By the morning of 12th Medom the theyyam of Ilankarumankan and Poothadi appears on the courtyard of the temple. The theyyam is of divine war between the two. Then Thampuratty comes out into the courtyard. The Aattam of Thampuratty with her divine sword is a very rare sight which gives her devotees a life’s blessings. Then the Cheriya Thampuratty appears on the courtyard of the temple with beautiful white hair and other decorations. Then the Thampuratty with Thirumudy and her daughter, Cheriaya Champuratty travel around the temple, followed by the kalasalams and devotees in procession.

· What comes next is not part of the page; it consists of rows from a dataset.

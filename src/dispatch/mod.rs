//! Per-message dispatch pipeline.
//!
//! One dispatch takes a raw transport message through
//! decode -> resolve handlers -> invoke -> ack/nack. Every failure mode is
//! converted into nack bookkeeping plus observability side effects;
//! [`Dispatcher::dispatch`] never propagates an error to its caller, so a
//! single bad message or handler bug cannot kill the listener loop that
//! dispatched it.

use std::sync::Arc;
use std::time::Duration;

use tokio::time::Instant;
use tokio_util::sync::CancellationToken;
use tracing::{debug, error, warn};

use crate::backoff::BackoffStrategy;
use crate::context::{self, MessageContext};
use crate::handlers::{HandlerError, HandlerRegistry};
use crate::monitor::Monitor;
use crate::serialization::{SerializationError, SerializationRegister};
use crate::transport::{QueueTransport, RawMessage};

/// Failure cause reported to the error callback and monitor.
#[derive(Debug, thiserror::Error)]
pub enum DispatchError {
    #[error(transparent)]
    Serialization(#[from] SerializationError),

    #[error(transparent)]
    Handler(#[from] HandlerError),

    #[error("no handler registered for subject '{subject}'")]
    NoHandler { subject: String },
}

/// Callback invoked once per nacked dispatch with the failure cause
/// (`None` when a handler reported failure without an error) and the raw
/// message.
pub type ErrorCallback = Arc<dyn Fn(Option<&DispatchError>, &RawMessage) + Send + Sync>;

/// Terminal state of one dispatch.
#[derive(Debug, Clone, Copy, PartialEq, Eq)]
pub enum DispatchOutcome {
    /// All handlers succeeded; the message was deleted from the queue.
    Acked,
    /// The dispatch failed; the message's visibility window was extended
    /// for a later attempt.
    Nacked,
    /// Cancellation was observed mid-dispatch. No ack or nack was issued;
    /// the message redelivers naturally once its window lapses.
    Cancelled,
}

impl DispatchOutcome {
    pub fn is_acked(&self) -> bool {
        matches!(self, Self::Acked)
    }
}

/// What to do with a decodable message no handler is registered for.
///
/// The default is `Nack`: a decodable message nobody handles is a wiring
/// bug, and deleting it would silently break at-least-once delivery. Buses
/// that share queues with other consumers can opt into `Ack`.
#[derive(Debug, Clone, Copy, PartialEq, Eq, Default)]
pub enum UnhandledPolicy {
    #[default]
    Nack,
    Ack,
}

enum Invocation {
    Success,
    Failed(Option<HandlerError>),
    Cancelled,
}

/// Orchestrates one message's lifecycle against its owning queue.
#[derive(Clone)]
pub struct Dispatcher {
    serialization: Arc<SerializationRegister>,
    handlers: Arc<HandlerRegistry>,
    backoff: Arc<dyn BackoffStrategy>,
    monitor: Arc<dyn Monitor>,
    on_error: Option<ErrorCallback>,
    unhandled: UnhandledPolicy,
}

impl Dispatcher {
    pub fn new(
        serialization: Arc<SerializationRegister>,
        handlers: Arc<HandlerRegistry>,
        backoff: Arc<dyn BackoffStrategy>,
        monitor: Arc<dyn Monitor>,
    ) -> Self {
        Self {
            serialization,
            handlers,
            backoff,
            monitor,
            on_error: None,
            unhandled: UnhandledPolicy::default(),
        }
    }

    /// Set the callback invoked once per nacked dispatch.
    pub fn with_error_callback(mut self, callback: ErrorCallback) -> Self {
        self.on_error = Some(callback);
        self
    }

    pub fn with_unhandled_policy(mut self, policy: UnhandledPolicy) -> Self {
        self.unhandled = policy;
        self
    }

    /// Dispatch one raw message. Always completes with a terminal outcome;
    /// transport and handler failures are absorbed into it.
    pub async fn dispatch(
        &self,
        transport: &dyn QueueTransport,
        raw: RawMessage,
        cancel: &CancellationToken,
    ) -> DispatchOutcome {
        let started = Instant::now();
        let raw = Arc::new(raw);
        let attempt = raw.receive_count.max(1);

        if cancel.is_cancelled() {
            return DispatchOutcome::Cancelled;
        }

        // Decode. A payload that fails to decode will fail identically on
        // every redelivery, so back off hard rather than retry hot.
        let decoded = match raw.subject.as_deref() {
            Some(subject) => self
                .serialization
                .decode(subject, &raw.body)
                .map(|message| (subject.to_string(), message)),
            None => Err(SerializationError::MissingSubject),
        };

        let (subject, message) = match decoded {
            Ok(decoded) => decoded,
            Err(e) => {
                let delay = self.backoff.decode_failure_duration(attempt);
                let cause = DispatchError::Serialization(e);
                error!(
                    queue = %raw.queue,
                    message_id = %raw.message_id,
                    subject = ?raw.subject,
                    error = %cause,
                    "Failed to decode message"
                );
                self.nack(transport, &raw, delay, Some(&cause)).await;
                self.monitor.handle_failed(
                    raw.subject.as_deref(),
                    &raw.queue,
                    started.elapsed(),
                    Some(&cause),
                );
                return DispatchOutcome::Nacked;
            }
        };

        // Resolve handlers.
        let handlers = self.handlers.resolve(message.as_any().type_id());
        if handlers.is_empty() {
            return match self.unhandled {
                UnhandledPolicy::Ack => {
                    warn!(
                        subject = %subject,
                        queue = %raw.queue,
                        "No handler registered, acknowledging per policy"
                    );
                    self.ack(transport, &raw).await;
                    self.monitor.handled(&subject, &raw.queue, started.elapsed());
                    DispatchOutcome::Acked
                }
                UnhandledPolicy::Nack => {
                    let cause = DispatchError::NoHandler {
                        subject: subject.clone(),
                    };
                    warn!(subject = %subject, queue = %raw.queue, "No handler registered, nacking");
                    let delay = self.backoff.backoff_duration(message.as_ref(), attempt, None);
                    self.nack(transport, &raw, delay, Some(&cause)).await;
                    self.monitor.handle_failed(
                        Some(&subject),
                        &raw.queue,
                        started.elapsed(),
                        Some(&cause),
                    );
                    DispatchOutcome::Nacked
                }
            };
        }

        // Invoke every handler in registration order with the ambient
        // context set. The scope clears the context on every exit path.
        let dispatch_context = MessageContext::new(Arc::clone(&raw));
        let invocation = context::scope(dispatch_context, async {
            let mut any_failed = false;
            let mut first_error: Option<HandlerError> = None;

            for handler in handlers {
                let result = tokio::select! {
                    _ = cancel.cancelled() => return Invocation::Cancelled,
                    result = handler(Arc::clone(&message)) => result,
                };
                match result {
                    Ok(true) => {}
                    Ok(false) => {
                        debug!(subject = %subject, queue = %raw.queue, "Handler reported failure");
                        any_failed = true;
                    }
                    Err(e) => {
                        error!(
                            subject = %subject,
                            queue = %raw.queue,
                            error = %e,
                            "Handler failed"
                        );
                        any_failed = true;
                        if first_error.is_none() {
                            first_error = Some(e);
                        }
                    }
                }
            }

            if any_failed {
                Invocation::Failed(first_error)
            } else {
                Invocation::Success
            }
        })
        .await;

        match invocation {
            Invocation::Cancelled => {
                debug!(
                    subject = %subject,
                    queue = %raw.queue,
                    "Dispatch cancelled, message left for redelivery"
                );
                DispatchOutcome::Cancelled
            }
            Invocation::Success => {
                self.ack(transport, &raw).await;
                self.monitor.handled(&subject, &raw.queue, started.elapsed());
                DispatchOutcome::Acked
            }
            Invocation::Failed(handler_error) => {
                let delay =
                    self.backoff
                        .backoff_duration(message.as_ref(), attempt, handler_error.as_ref());
                let cause = handler_error.map(DispatchError::Handler);
                self.nack(transport, &raw, delay, cause.as_ref()).await;
                self.monitor.handle_failed(
                    Some(&subject),
                    &raw.queue,
                    started.elapsed(),
                    cause.as_ref(),
                );
                DispatchOutcome::Nacked
            }
        }
    }

    async fn ack(&self, transport: &dyn QueueTransport, raw: &RawMessage) {
        if let Err(e) = transport.delete(raw).await {
            error!(
                queue = %raw.queue,
                message_id = %raw.message_id,
                error = %e,
                "Failed to delete acknowledged message"
            );
        }
    }

    async fn nack(
        &self,
        transport: &dyn QueueTransport,
        raw: &RawMessage,
        delay: Duration,
        cause: Option<&DispatchError>,
    ) {
        if let Err(e) = transport.change_visibility(raw, delay).await {
            error!(
                queue = %raw.queue,
                message_id = %raw.message_id,
                error = %e,
                "Failed to update visibility for failed message"
            );
        }
        if let Some(callback) = &self.on_error {
            callback(cause, raw);
        }
    }
}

== Important days of the temple ==
- Chingam- Uthradam - Nira Aaghosham
- Navarathi- Saraswthi Pooja, Grantha Pooja, Vahana Pooja, Vidhyarambam.
- Dhanu 9- Mandala Pooja- Chuttuvialakku
- Makaram- Prathishta Dinam
- Medom 9-12 Uthsavam- Thira Mahothsavam

== Temple timings ==

Morning
5:30 Shrine opens, then Abhishekam
7:00 Usha Pooja
11:30 Ucha Pooja
12:30 Temple closes

Evening
5:00 Temple reopens
6:00 Deepaaradhana (around dusk)
7:30 Athazhapooja
8:00 Shrine Closes

Every day At Vamal the Sree Moola Stanam Kalasam is celebrated after the Uchpooja.

== Renovation ==
The Sreekovil was renovated recently. Punaprathishta was done with Astabandha Kalasam in the year 2000.